Taking the entries below from the top, restate each line exactly and end with the line containing "use crate::request::RequestContent;".

++++++++++++++++++++

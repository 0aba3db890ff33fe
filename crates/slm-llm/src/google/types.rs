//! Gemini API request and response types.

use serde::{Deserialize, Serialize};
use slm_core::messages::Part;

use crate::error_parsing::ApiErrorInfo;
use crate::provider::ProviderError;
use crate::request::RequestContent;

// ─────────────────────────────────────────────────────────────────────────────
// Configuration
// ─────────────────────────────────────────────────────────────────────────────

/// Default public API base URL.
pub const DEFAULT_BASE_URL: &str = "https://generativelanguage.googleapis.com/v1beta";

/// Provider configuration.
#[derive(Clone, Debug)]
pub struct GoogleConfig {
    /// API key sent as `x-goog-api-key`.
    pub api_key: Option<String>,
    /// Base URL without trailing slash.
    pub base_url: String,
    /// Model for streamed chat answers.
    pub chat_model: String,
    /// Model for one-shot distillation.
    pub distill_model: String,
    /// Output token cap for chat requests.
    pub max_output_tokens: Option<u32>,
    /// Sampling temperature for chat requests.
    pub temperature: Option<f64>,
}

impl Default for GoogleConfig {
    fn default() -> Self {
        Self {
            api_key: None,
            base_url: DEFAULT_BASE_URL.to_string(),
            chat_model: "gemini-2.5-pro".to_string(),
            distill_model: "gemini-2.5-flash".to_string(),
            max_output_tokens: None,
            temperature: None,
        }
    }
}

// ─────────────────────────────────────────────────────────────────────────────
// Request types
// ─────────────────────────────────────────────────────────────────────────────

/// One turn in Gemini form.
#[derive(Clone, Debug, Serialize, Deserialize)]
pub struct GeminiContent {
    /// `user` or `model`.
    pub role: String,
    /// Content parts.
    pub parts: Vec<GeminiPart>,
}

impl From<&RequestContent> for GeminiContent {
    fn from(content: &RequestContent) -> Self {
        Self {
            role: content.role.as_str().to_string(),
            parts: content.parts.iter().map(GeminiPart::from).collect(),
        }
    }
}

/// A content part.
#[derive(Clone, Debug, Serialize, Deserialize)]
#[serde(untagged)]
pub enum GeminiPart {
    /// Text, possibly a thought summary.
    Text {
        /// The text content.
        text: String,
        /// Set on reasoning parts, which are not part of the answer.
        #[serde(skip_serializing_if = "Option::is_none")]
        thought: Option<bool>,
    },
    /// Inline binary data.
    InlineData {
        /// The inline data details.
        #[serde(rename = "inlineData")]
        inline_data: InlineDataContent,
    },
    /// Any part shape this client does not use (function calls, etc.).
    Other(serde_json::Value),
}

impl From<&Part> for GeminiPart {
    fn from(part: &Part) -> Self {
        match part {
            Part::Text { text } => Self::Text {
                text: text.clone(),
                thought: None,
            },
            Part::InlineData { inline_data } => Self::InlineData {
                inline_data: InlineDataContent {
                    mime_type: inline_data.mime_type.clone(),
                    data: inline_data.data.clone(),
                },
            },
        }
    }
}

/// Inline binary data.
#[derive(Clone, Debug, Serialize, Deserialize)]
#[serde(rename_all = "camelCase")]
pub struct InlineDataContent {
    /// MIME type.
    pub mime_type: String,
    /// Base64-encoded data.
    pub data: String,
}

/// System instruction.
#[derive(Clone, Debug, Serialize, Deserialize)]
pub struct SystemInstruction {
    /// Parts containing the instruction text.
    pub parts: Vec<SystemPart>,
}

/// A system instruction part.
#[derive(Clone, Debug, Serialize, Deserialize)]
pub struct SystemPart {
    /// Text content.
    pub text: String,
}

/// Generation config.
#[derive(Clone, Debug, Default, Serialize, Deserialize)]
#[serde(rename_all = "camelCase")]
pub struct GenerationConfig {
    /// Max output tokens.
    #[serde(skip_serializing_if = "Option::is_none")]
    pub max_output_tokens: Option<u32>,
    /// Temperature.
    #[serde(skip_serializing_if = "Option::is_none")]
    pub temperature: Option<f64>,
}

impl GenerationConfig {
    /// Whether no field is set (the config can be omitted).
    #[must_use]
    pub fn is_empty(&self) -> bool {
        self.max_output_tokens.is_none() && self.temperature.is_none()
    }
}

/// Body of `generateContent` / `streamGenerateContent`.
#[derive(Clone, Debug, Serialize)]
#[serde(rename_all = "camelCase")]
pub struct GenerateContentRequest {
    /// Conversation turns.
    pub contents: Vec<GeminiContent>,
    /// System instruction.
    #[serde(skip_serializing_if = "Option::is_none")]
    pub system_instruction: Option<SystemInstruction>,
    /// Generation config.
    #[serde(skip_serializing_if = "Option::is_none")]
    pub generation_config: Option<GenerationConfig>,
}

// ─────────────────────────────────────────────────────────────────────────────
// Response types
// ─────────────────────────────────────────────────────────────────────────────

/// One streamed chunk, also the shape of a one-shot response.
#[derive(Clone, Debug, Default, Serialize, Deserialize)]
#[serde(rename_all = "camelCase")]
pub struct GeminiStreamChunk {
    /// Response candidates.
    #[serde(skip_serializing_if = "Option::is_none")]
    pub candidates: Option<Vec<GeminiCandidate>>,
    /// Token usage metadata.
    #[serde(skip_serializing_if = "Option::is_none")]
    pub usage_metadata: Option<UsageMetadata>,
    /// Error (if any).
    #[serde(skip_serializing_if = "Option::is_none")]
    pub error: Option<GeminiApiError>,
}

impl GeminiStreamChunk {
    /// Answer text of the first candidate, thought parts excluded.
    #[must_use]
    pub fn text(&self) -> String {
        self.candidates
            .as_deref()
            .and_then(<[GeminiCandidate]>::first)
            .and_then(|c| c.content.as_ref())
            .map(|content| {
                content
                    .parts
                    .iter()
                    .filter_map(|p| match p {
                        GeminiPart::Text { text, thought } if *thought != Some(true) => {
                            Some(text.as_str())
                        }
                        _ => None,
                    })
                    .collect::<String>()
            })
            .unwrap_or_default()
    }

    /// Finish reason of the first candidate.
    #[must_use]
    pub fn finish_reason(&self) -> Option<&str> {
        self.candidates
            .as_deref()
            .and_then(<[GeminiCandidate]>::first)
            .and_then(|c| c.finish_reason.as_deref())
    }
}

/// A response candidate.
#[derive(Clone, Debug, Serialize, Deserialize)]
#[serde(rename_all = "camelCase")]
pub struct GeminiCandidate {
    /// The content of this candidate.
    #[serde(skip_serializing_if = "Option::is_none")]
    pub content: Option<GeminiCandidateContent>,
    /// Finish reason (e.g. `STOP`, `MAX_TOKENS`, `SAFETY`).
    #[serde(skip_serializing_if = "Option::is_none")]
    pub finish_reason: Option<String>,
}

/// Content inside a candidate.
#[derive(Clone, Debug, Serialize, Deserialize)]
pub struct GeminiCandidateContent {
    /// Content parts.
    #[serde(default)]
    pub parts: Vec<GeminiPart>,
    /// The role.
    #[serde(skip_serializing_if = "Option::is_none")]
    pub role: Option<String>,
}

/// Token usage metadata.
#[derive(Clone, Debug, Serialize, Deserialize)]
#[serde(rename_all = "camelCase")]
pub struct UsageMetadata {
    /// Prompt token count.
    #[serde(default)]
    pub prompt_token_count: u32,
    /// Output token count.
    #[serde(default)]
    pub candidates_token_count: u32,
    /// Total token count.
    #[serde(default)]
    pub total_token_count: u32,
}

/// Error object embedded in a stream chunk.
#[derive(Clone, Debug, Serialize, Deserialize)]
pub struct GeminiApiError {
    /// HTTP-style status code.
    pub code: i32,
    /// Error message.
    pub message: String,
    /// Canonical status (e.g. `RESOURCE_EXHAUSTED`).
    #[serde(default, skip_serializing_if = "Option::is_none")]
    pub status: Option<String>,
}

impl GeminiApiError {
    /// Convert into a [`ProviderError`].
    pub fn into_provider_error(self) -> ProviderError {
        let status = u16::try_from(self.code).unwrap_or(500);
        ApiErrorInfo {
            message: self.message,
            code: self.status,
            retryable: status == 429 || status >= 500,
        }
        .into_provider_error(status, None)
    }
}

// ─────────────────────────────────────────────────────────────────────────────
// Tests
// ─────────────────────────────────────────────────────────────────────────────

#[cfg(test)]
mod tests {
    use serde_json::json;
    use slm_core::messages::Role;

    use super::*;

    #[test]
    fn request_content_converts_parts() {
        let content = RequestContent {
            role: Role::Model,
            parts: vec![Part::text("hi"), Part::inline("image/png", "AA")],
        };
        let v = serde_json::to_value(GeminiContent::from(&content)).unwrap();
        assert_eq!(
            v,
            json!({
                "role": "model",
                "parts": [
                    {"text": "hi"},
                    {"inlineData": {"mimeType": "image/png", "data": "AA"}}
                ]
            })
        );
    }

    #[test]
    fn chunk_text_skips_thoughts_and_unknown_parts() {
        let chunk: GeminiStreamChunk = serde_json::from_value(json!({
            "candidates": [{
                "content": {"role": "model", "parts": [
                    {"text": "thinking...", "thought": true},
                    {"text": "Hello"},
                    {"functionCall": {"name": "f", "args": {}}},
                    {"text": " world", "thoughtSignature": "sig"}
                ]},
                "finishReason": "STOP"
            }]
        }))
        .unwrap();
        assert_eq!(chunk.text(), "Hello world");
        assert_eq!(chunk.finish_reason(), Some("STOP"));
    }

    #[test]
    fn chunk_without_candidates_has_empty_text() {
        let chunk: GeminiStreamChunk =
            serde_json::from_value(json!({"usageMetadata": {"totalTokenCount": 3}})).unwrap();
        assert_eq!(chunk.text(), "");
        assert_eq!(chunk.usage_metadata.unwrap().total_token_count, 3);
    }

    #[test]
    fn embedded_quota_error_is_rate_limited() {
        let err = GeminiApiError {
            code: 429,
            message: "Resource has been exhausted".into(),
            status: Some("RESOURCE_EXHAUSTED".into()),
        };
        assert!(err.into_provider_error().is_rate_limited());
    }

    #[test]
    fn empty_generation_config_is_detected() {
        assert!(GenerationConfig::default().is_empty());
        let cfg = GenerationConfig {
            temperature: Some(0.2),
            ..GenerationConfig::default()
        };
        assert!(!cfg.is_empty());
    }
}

++++++++++++++++++++

Solution –
repository 0aba3db890ff33fe
filename crates/slm-llm/src/google/types.rs
//! Gemini API request and response types.

use serde::{Deserialize, Serialize};
use slm_core::messages::Part;

use crate::error_parsing::ApiErrorInfo;
use crate::provider::ProviderError;
use crate::request::RequestContent;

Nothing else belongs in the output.